Art Therapy 5: Understanding Grief Part 8 of 8 - Acceptance & Hope (Phase 7)

There is probably not one of us who have not had to deal with the devastating effects of losing someone dear to us. Everyone grieves in their own way and it would be a cheap attempt to say that one formula fits all. Yet, numerous attempts have been made to identify the phases that people in grief pass through and seven have been agreed upon to be more or less universal. We will take a look at these phases in an attempt to gain some form of understanding for the process we are passing through. We take this journey in the form of an art journal, attempting to somehow find a means of dealing with the loss we have experienced and continue to experience still. In this last blog of the eight part series, we look at the seventh phase identified, namely acceptance and hope.
This blog is co-authored by Marietjie Uys (artist) and Melette Els (therapist).
Part 1
Part 2
Part 3
Part 4
Part 5
Part 6
Part 7


We start with the reverse side of the previous page, and the reverse side of the back cover of the album for journal-ling this stage of the grieving process.
We've come full circle, being on the reverse side of the back cover. The back cover was done at the start of our journey, when we still specified what we hoped we might gain through this process. The important word here is HOPE. The one thing that death robs us of is hope. We can not hope for death to be reversed. Without hope we have nothing to live for and no future to look forward to. I you have regained hope for the future, you have come a long way! Hope is the foundation for courage. Hope is the one thing that can motivate us to move forward. Small pieces of hope grouped together can form small islands of hope. As these islands increase and band together, they can become continents of hope, forming an anchor of stability. This sets dreams free.
One can never undo the loss. However, one can learn to live with the loss. Acceptance means different things to different people. Choose the word or terminology you feel most comfortable here, e.g acceptance, living with loss, making peace with loss, etc.

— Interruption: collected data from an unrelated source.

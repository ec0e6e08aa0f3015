// Copyright 2026 gcache Project Authors
//
// Licensed under the Apache License, Version 2.0 (the "License");
// you may not use this file except in compliance with the License.
// You may obtain a copy of the License at
//
//     http://www.apache.org/licenses/LICENSE-2.0
//
// Unless required by applicable law or agreed to in writing, software
// distributed under the License is distributed on an "AS IS" BASIS,
// WITHOUT WARRANTIES OR CONDITIONS OF ANY KIND, either express or implied.
// See the License for the specific language governing permissions and
// limitations under the License.

use std::{fmt::Debug, hash::Hash};

use bytes::Bytes;

/// Key of a cache entry.
///
/// The weight of a key is charged to the cache capacity together with the weight of its value.
pub trait Key: Send + Sync + 'static + Hash + Eq + Clone + Debug {
    /// Bytes charged for holding the key.
    fn weight(&self) -> usize;
}

/// Value of a cache entry.
///
/// The cache is agnostic to the payload shape, it only needs to know how many bytes to charge.
pub trait Value: Send + Sync + 'static {
    /// Bytes charged for holding the value.
    fn weight(&self) -> usize;
}

impl Key for String {
    fn weight(&self) -> usize {
        self.len()
    }
}

impl Key for Vec<u8> {
    fn weight(&self) -> usize {
        self.len()
    }
}

impl Key for Bytes {
    fn weight(&self) -> usize {
        self.len()
    }
}

impl Value for String {
    fn weight(&self) -> usize {
        self.len()
    }
}

impl Value for Vec<u8> {
    fn weight(&self) -> usize {
        self.len()
    }
}

impl Value for Bytes {
    fn weight(&self) -> usize {
        self.len()
    }
}

#[cfg(test)]
mod tests {
    use super::*;

    #[test]
    fn test_weight_is_byte_length() {
        assert_eq!(Key::weight(&"hello".to_string()), 5);
        assert_eq!(Value::weight(&vec![0u8; 16]), 16);
        assert_eq!(Value::weight(&Bytes::from_static(b"abc")), 3);
        assert_eq!(Key::weight(&String::new()), 0);
    }
}
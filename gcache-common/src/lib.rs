// Copyright 2026 gcache Project Authors
//
// Licensed under the Apache License, Version 2.0 (the "License");
// you may not use this file except in compliance with the License.
// You may obtain a copy of the License at
//
//     http://www.apache.org/licenses/LICENSE-2.0
//
// Unless required by applicable law or agreed to in writing, software
// distributed under the License is distributed on an "AS IS" BASIS,
// WITHOUT WARRANTIES OR CONDITIONS OF ANY KIND, either express or implied.
// See the License for the specific language governing permissions and
// limitations under the License.

//! Shared components for gcache.

mod assert;
/// Key and value capabilities used for weight accounting.
pub mod code;
/// The error type shared by all gcache crates.
pub mod error;
/// Eviction listener.
pub mod event;
/// Cache metrics.
pub mod metrics;
/// Index arena.
pub mod slab;
// Copyright 2026 gcache Project Authors
//
// Licensed under the Apache License, Version 2.0 (the "License");
// you may not use this file except in compliance with the License.
// You may obtain a copy of the License at
//
//     http://www.apache.org/licenses/LICENSE-2.0
//
// Unless required by applicable law or agreed to in writing, software
// distributed under the License is distributed on an "AS IS" BASIS,
// WITHOUT WARRANTIES OR CONDITIONS OF ANY KIND, either express or implied.
// See the License for the specific language governing permissions and
// limitations under the License.

use std::{fmt::Debug, hash::Hash, sync::Arc};

use equivalent::Equivalent;
use gcache_common::{
    code::{Key, Value},
    event::EvictionListener,
    slab::{Slab, Token},
    strict_assert, strict_assert_eq,
};
use hashbrown::HashMap;

struct Node<K, V> {
    key: K,
    value: V,
    /// key weight + value weight, charged when the node was linked
    weight: usize,

    prev: Option<Token>,
    next: Option<Token>,
}

/// A weighted LRU cache.
///
/// Entries are kept in a doubly-linked list threaded through a [`Slab`], from the most recently used (head) to the
/// least recently used (tail), and indexed by key for O(1) lookup, promotion and eviction.
///
/// Each entry is charged `key.weight() + value.weight()`. After every insertion, entries are evicted from the tail
/// until the usage fits the capacity again. A capacity of `0` means unbounded.
///
/// The cache is not thread-safe, see [`SharedLru`](crate::SharedLru) for a locked wrapper.
pub struct Lru<K, V>
where
    K: Key,
    V: Value,
{
    nodes: Slab<Node<K, V>>,
    index: HashMap<K, Token>,

    head: Option<Token>,
    tail: Option<Token>,

    capacity: usize,
    usage: usize,

    listener: Option<Arc<dyn EvictionListener<K, V>>>,
}

impl<K, V> Debug for Lru<K, V>
where
    K: Key,
    V: Value,
{
    fn fmt(&self, f: &mut std::fmt::Formatter<'_>) -> std::fmt::Result {
        f.debug_struct("Lru")
            .field("len", &self.len())
            .field("usage", &self.usage)
            .field("capacity", &self.capacity)
            .finish()
    }
}

impl<K, V> Lru<K, V>
where
    K: Key,
    V: Value,
{
    /// Create an empty cache that holds at most `capacity` bytes. `0` means unbounded.
    pub fn new(capacity: usize) -> Self {
        Self {
            nodes: Slab::new(),
            index: HashMap::new(),
            head: None,
            tail: None,
            capacity,
            usage: 0,
            listener: None,
        }
    }

    /// Set the listener that is notified for every evicted entry.
    pub fn with_listener(mut self, listener: Arc<dyn EvictionListener<K, V>>) -> Self {
        self.listener = Some(listener);
        self
    }

    /// Insert or replace an entry and mark it as the most recently used one.
    ///
    /// Returns the replaced value, if any. Entries may be evicted afterwards to respect the capacity, including the
    /// inserted one if it alone outweighs the capacity.
    pub fn insert(&mut self, key: K, value: V) -> Option<V> {
        let weight = key.weight() + value.weight();

        let old = match self.index.get(&key).copied() {
            Some(token) => {
                self.promote(token);
                let node = self.node_mut(token);
                let old_weight = std::mem::replace(&mut node.weight, weight);
                let old = std::mem::replace(&mut node.value, value);
                self.usage = self.usage - old_weight + weight;
                Some(old)
            }
            None => {
                let token = self.nodes.insert(Node {
                    key: key.clone(),
                    value,
                    weight,
                    prev: None,
                    next: None,
                });
                self.index.insert(key, token);
                self.push_front(token);
                self.usage += weight;
                None
            }
        };

        while self.capacity != 0 && self.usage > self.capacity {
            if self.pop_lru().is_none() {
                break;
            }
        }

        strict_assert!(self.capacity == 0 || self.usage <= self.capacity);
        strict_assert_eq!(self.nodes.len(), self.index.len());

        old
    }

    /// Look up an entry and mark it as the most recently used one.
    pub fn get<Q>(&mut self, key: &Q) -> Option<&V>
    where
        Q: Hash + Equivalent<K> + ?Sized,
    {
        let token = *self.index.get(key)?;
        self.promote(token);
        Some(&self.node(token).value)
    }

    /// Look up an entry without touching the recency order.
    pub fn peek<Q>(&self, key: &Q) -> Option<&V>
    where
        Q: Hash + Equivalent<K> + ?Sized,
    {
        let token = *self.index.get(key)?;
        Some(&self.node(token).value)
    }

    /// Evict the least recently used entry.
    ///
    /// The listener, if any, is called after the entry has been unlinked and its weight released.
    pub fn pop_lru(&mut self) -> Option<(K, V)> {
        let token = self.tail?;
        self.unlink(token);

        let node = self.take(token);
        self.index.remove(&node.key);
        self.usage -= node.weight;

        if let Some(listener) = self.listener.as_ref() {
            listener.on_evict(&node.key, &node.value);
        }

        Some((node.key, node.value))
    }

    /// Remove an entry without notifying the listener.
    ///
    /// Returns `true` if the entry existed.
    pub fn remove<Q>(&mut self, key: &Q) -> bool
    where
        Q: Hash + Equivalent<K> + ?Sized,
    {
        let Some(token) = self.index.remove(key) else {
            return false;
        };
        self.unlink(token);
        let node = self.take(token);
        self.usage -= node.weight;
        true
    }

    /// Drop all entries without notifying the listener.
    pub fn clear(&mut self) {
        self.nodes.clear();
        self.index.clear();
        self.head = None;
        self.tail = None;
        self.usage = 0;
    }

    /// Count of entries.
    pub fn len(&self) -> usize {
        self.index.len()
    }

    /// Returns `true` if the cache holds no entry.
    pub fn is_empty(&self) -> bool {
        self.len() == 0
    }

    /// Bytes currently charged.
    pub fn usage(&self) -> usize {
        self.usage
    }

    /// Capacity in bytes, `0` means unbounded.
    pub fn capacity(&self) -> usize {
        self.capacity
    }

    /// Iterate entries from the most recently used to the least recently used one.
    pub fn iter(&self) -> Iter<'_, K, V> {
        Iter {
            lru: self,
            cursor: self.head,
        }
    }

    fn node(&self, token: Token) -> &Node<K, V> {
        match self.nodes.get(token) {
            Some(node) => node,
            None => unreachable!("dangling lru token: {token:?}"),
        }
    }

    fn node_mut(&mut self, token: Token) -> &mut Node<K, V> {
        match self.nodes.get_mut(token) {
            Some(node) => node,
            None => unreachable!("dangling lru token: {token:?}"),
        }
    }

    fn take(&mut self, token: Token) -> Node<K, V> {
        match self.nodes.remove(token) {
            Some(node) => node,
            None => unreachable!("dangling lru token: {token:?}"),
        }
    }

    fn promote(&mut self, token: Token) {
        if self.head == Some(token) {
            return;
        }
        self.unlink(token);
        self.push_front(token);
    }

    fn push_front(&mut self, token: Token) {
        let head = self.head;

        let node = self.node_mut(token);
        strict_assert!(node.prev.is_none() && node.next.is_none());
        node.next = head;

        match head {
            Some(head) => self.node_mut(head).prev = Some(token),
            None => self.tail = Some(token),
        }
        self.head = Some(token);
    }

    fn unlink(&mut self, token: Token) {
        let node = self.node_mut(token);
        let (prev, next) = (node.prev.take(), node.next.take());

        match prev {
            Some(prev) => self.node_mut(prev).next = next,
            None => self.head = next,
        }
        match next {
            Some(next) => self.node_mut(next).prev = prev,
            None => self.tail = prev,
        }
    }
}

/// Iterator over the entries of a [`Lru`], from the most recently used to the least recently used one.
pub struct Iter<'a, K, V>
where
    K: Key,
    V: Value,
{
    lru: &'a Lru<K, V>,
    cursor: Option<Token>,
}

impl<'a, K, V> Iterator for Iter<'a, K, V>
where
    K: Key,
    V: Value,
{
    type Item = (&'a K, &'a V);

    fn next(&mut self) -> Option<Self::Item> {
        let node = self.lru.node(self.cursor?);
        self.cursor = node.next;
        Some((&node.key, &node.value))
    }
}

This time I choose to paint my background a very positive and upbeat Lime using Dala Craft Paint. This colour represents life, vibrancy and energy to me. It is a colour that makes me feel as if anything is possible and this is where we finally are in this stage of the grieving process where we have reached a point of acceptance and hope. This does not mean that we experience instant happiness, but our pain has turned to sadness and it is not overwhelming us any longer. We have reached a point where we can plan for the future and, dare we say, even anticipate good times in the future.
Which colour will you be using? Why? What does your chosen colour represent to you? How do you feel about choosing this colour and starting this part of the journey.


Find a magazine that speaks to who you are and what you are about. You are more likely find pictures that appeal to you in such a magazine, than in another. We will be cutting pictures from this magazine, so it should not be one that you treasure.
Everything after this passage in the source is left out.